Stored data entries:
%%
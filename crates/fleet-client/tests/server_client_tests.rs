//! `ServerClient` against a mocked CI server.

use fleet_client::{PER_PAGE, ServerClient};
use fleet_core::{Agent, Client, Error};
use pretty_assertions::assert_eq;
use serde_json::json;
use wiremock::matchers::{body_partial_json, header, method, path, query_param};
use wiremock::{Mock, MockServer, ResponseTemplate};

const TOKEN: &str = "secret-token";

async fn setup() -> (MockServer, ServerClient) {
    let server = MockServer::start().await;
    let client = ServerClient::new(&server.uri(), TOKEN).unwrap();
    (server, client)
}

fn agent_json(id: usize) -> serde_json::Value {
    json!({
        "id": id,
        "name": format!("pool-1-agent-{:08}", id),
        "no_schedule": false,
        "last_contact": 1700000000,
        "last_work": 0,
        "created": 1690000000,
    })
}

#[tokio::test]
async fn test_agent_list_follows_pages() {
    let (server, client) = setup().await;

    let first: Vec<_> = (1..=PER_PAGE).map(agent_json).collect();
    Mock::given(method("GET"))
        .and(path("/api/agents"))
        .and(query_param("page", "1"))
        .and(header("Authorization", format!("Bearer {}", TOKEN).as_str()))
        .respond_with(ResponseTemplate::new(200).set_body_json(first))
        .expect(1)
        .mount(&server)
        .await;
    Mock::given(method("GET"))
        .and(path("/api/agents"))
        .and(query_param("page", "2"))
        .respond_with(ResponseTemplate::new(200).set_body_json(vec![agent_json(PER_PAGE + 1)]))
        .expect(1)
        .mount(&server)
        .await;

    let agents = client.agent_list().await.unwrap();

    assert_eq!(agents.len(), PER_PAGE + 1);
    assert_eq!(agents[0].name, "pool-1-agent-00000001");
    assert_eq!(agents[0].last_contact, 1700000000);
}

#[tokio::test]
async fn test_agent_list_accepts_null() {
    let (server, client) = setup().await;
    Mock::given(method("GET"))
        .and(path("/api/agents"))
        .respond_with(ResponseTemplate::new(200).set_body_string("null"))
        .mount(&server)
        .await;

    assert!(client.agent_list().await.unwrap().is_empty());
}

#[tokio::test]
async fn test_agent_create_returns_token() {
    let (server, client) = setup().await;
    Mock::given(method("POST"))
        .and(path("/api/agents"))
        .and(body_partial_json(json!({ "name": "pool-1-agent-abcd1234" })))
        .respond_with(ResponseTemplate::new(200).set_body_json(json!({
            "id": 12,
            "name": "pool-1-agent-abcd1234",
            "token": "agent-token",
            "created": 1700000000,
        })))
        .expect(1)
        .mount(&server)
        .await;

    let agent = client
        .agent_create(&Agent::named("pool-1-agent-abcd1234"))
        .await
        .unwrap();

    assert_eq!(agent.id, 12);
    assert_eq!(agent.token, "agent-token");
}

#[tokio::test]
async fn test_agent_create_maps_conflict() {
    let (server, client) = setup().await;
    Mock::given(method("POST"))
        .and(path("/api/agents"))
        .respond_with(ResponseTemplate::new(409))
        .mount(&server)
        .await;

    let err = client
        .agent_create(&Agent::named("pool-1-agent-abcd1234"))
        .await
        .unwrap_err();
    assert!(err.is_conflict());
}

#[tokio::test]
async fn test_agent_update_patches_no_schedule() {
    let (server, client) = setup().await;
    Mock::given(method("PATCH"))
        .and(path("/api/agents/7"))
        .and(body_partial_json(json!({ "no_schedule": true })))
        .respond_with(ResponseTemplate::new(200).set_body_json(json!({
            "id": 7,
            "name": "pool-1-agent-abcd1234",
            "no_schedule": true,
        })))
        .expect(1)
        .mount(&server)
        .await;

    let agent = Agent {
        id: 7,
        no_schedule: true,
        ..Agent::named("pool-1-agent-abcd1234")
    };
    let updated = client.agent_update(&agent).await.unwrap();
    assert!(updated.no_schedule);
}

#[tokio::test]
async fn test_agent_delete_maps_not_found() {
    let (server, client) = setup().await;
    Mock::given(method("DELETE"))
        .and(path("/api/agents/3"))
        .respond_with(ResponseTemplate::new(204))
        .mount(&server)
        .await;
    Mock::given(method("DELETE"))
        .and(path("/api/agents/4"))
        .respond_with(ResponseTemplate::new(404))
        .mount(&server)
        .await;

    client.agent_delete(3).await.unwrap();
    assert!(client.agent_delete(4).await.unwrap_err().is_not_found());
}

#[tokio::test]
async fn test_agent_tasks_list() {
    let (server, client) = setup().await;
    Mock::given(method("GET"))
        .and(path("/api/agents/5/tasks"))
        .respond_with(ResponseTemplate::new(200).set_body_json(json!([
            { "id": "42", "labels": { "arch": "amd64" }, "agent_id": 5 }
        ])))
        .mount(&server)
        .await;

    let tasks = client.agent_tasks_list(5).await.unwrap();
    assert_eq!(tasks.len(), 1);
    assert_eq!(tasks[0].labels["arch"], "amd64");
}

#[tokio::test]
async fn test_queue_info() {
    let (server, client) = setup().await;
    Mock::given(method("GET"))
        .and(path("/api/queue/info"))
        .respond_with(ResponseTemplate::new(200).set_body_json(json!({
            "pending": [{ "id": "1", "labels": {} }],
            "running": null,
            "stats": {
                "worker_count": 2,
                "pending_count": 1,
                "waiting_on_deps_count": 0,
                "running_count": 0
            },
            "paused": false
        })))
        .mount(&server)
        .await;

    let info = client.queue_info().await.unwrap();
    assert_eq!(info.pending.len(), 1);
    assert!(info.running.is_empty());
    assert_eq!(info.stats.workers, 2);
}

#[tokio::test]
async fn test_server_error_includes_body() {
    let (server, client) = setup().await;
    Mock::given(method("GET"))
        .and(path("/api/queue/info"))
        .respond_with(ResponseTemplate::new(500).set_body_string("database is locked"))
        .mount(&server)
        .await;

    match client.queue_info().await.unwrap_err() {
        Error::Http(msg) => assert!(msg.contains("database is locked"), "{msg}"),
        other => panic!("unexpected error {other}"),
    }
}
%%
* _PROBLEM REQUIREMENTS_: Copy out the lines of the data where the word "first" can be found.

* _ANSWER_:
    let first: Vec<_> = (1..=PER_PAGE).map(agent_json).collect();
        .respond_with(ResponseTemplate::new(200).set_body_json(first))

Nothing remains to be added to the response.